Speaker of the House of Burgesses for the Colony of Virginia
- In office 1705–1705

Attorney General of the Colony of Virginia
- In office 1697–1702

Treasurer of the Colony of Virginia
- In office 1706 – April 10, 1710

Personal details
- Born: 1673 Virginia
- Died: 1710 (aged 36–37) Virginia
- Spouse: Elizabeth Burwell
- Relations: Benjamin Harrison I (grandfather)
- Children: Benjamin Harrison IV Elizabeth Harrison Nathaniel Harrison
- Parent(s): Benjamin Harrison II Hannah Churchill
- Occupation: Politician

= Benjamin Harrison III =

American politician

Benjamin Harrison III (1673 - April 10, 1710) was an American politician in the Colony of Virginia. He was an early member of the Harrison family of Virginia, serving as the colony's attorney general, treasurer, and Speaker of the House of Burgesses. He was the great-grandfather of President William Henry Harrison and the great-great-great-grandfather of President Benjamin Harrison.

==Biography==
Harrison was born in 1673, the son of Benjamin Harrison II (1645–1712) and Hannah Churchill. His paternal grandfather was Benjamin Harrison I (1594–1648).

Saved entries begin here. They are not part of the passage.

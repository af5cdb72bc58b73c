//! Grammar trees and the pattern language for Parley.
//!
//! A grammar describes one command pattern, for example:
//!
//! ```text
//! set (a|the) timer for <n:#> (minute|minutes)
//! ```
//!
//! The textual pattern language supports:
//!
//! - whitespace-separated sequences of literal words
//! - `(a|b)` alternation
//! - `[x]` optional groups
//! - `{a b}` all-of groups for morphological alternatives
//! - `+` bounded wildcards and `*` trailing unbounded wildcards
//! - `#` numeric slots, `<name:#>` named numeric slots
//! - `<name:...>` named capturing entities
//!
//! # Modules
//!
//! - [`tree`] - The [`GrammarNode`] tree and leaf counting
//! - [`lexer`] - Character scanner for the pattern language
//! - [`parser`] - Recursive descent parser producing grammar trees
//! - [`stopper`] - Precomputed stop signals for bounded wildcards
//! - [`compile`] - The compiled, matcher-ready [`Grammar`]

#![warn(missing_docs)]
#![warn(clippy::all)]
#![warn(clippy::pedantic)]

pub mod compile;
pub mod lexer;
pub mod parser;
pub mod stopper;
pub mod tree;

pub use compile::Grammar;
pub use stopper::StopperIndex;
pub use tree::{DEFAULT_MAX_SKIP, GrammarNode, WildcardId};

He purchased a portion of land from the land patent of Berkeley Hundred where he raised his family with his wife Elizabeth, daughter of Lewis Burwell II. This location was home to the first official Thanksgiving held on December 4, 1619, and where his son Benjamin Harrison IV began to construct the family's Berkeley Plantation in 1726.

Harrison became the attorney general of the Virginia Colony in 1697 at age 24, serving until 1702 before moving on to the House of Burgesses between 1703 and 1706, where he was the speaker in 1705. He became Treasurer of the colony in 1705, serving until his death in 1710. Harrison began to compile the history of the colony shortly before he died, leaving it unfinished.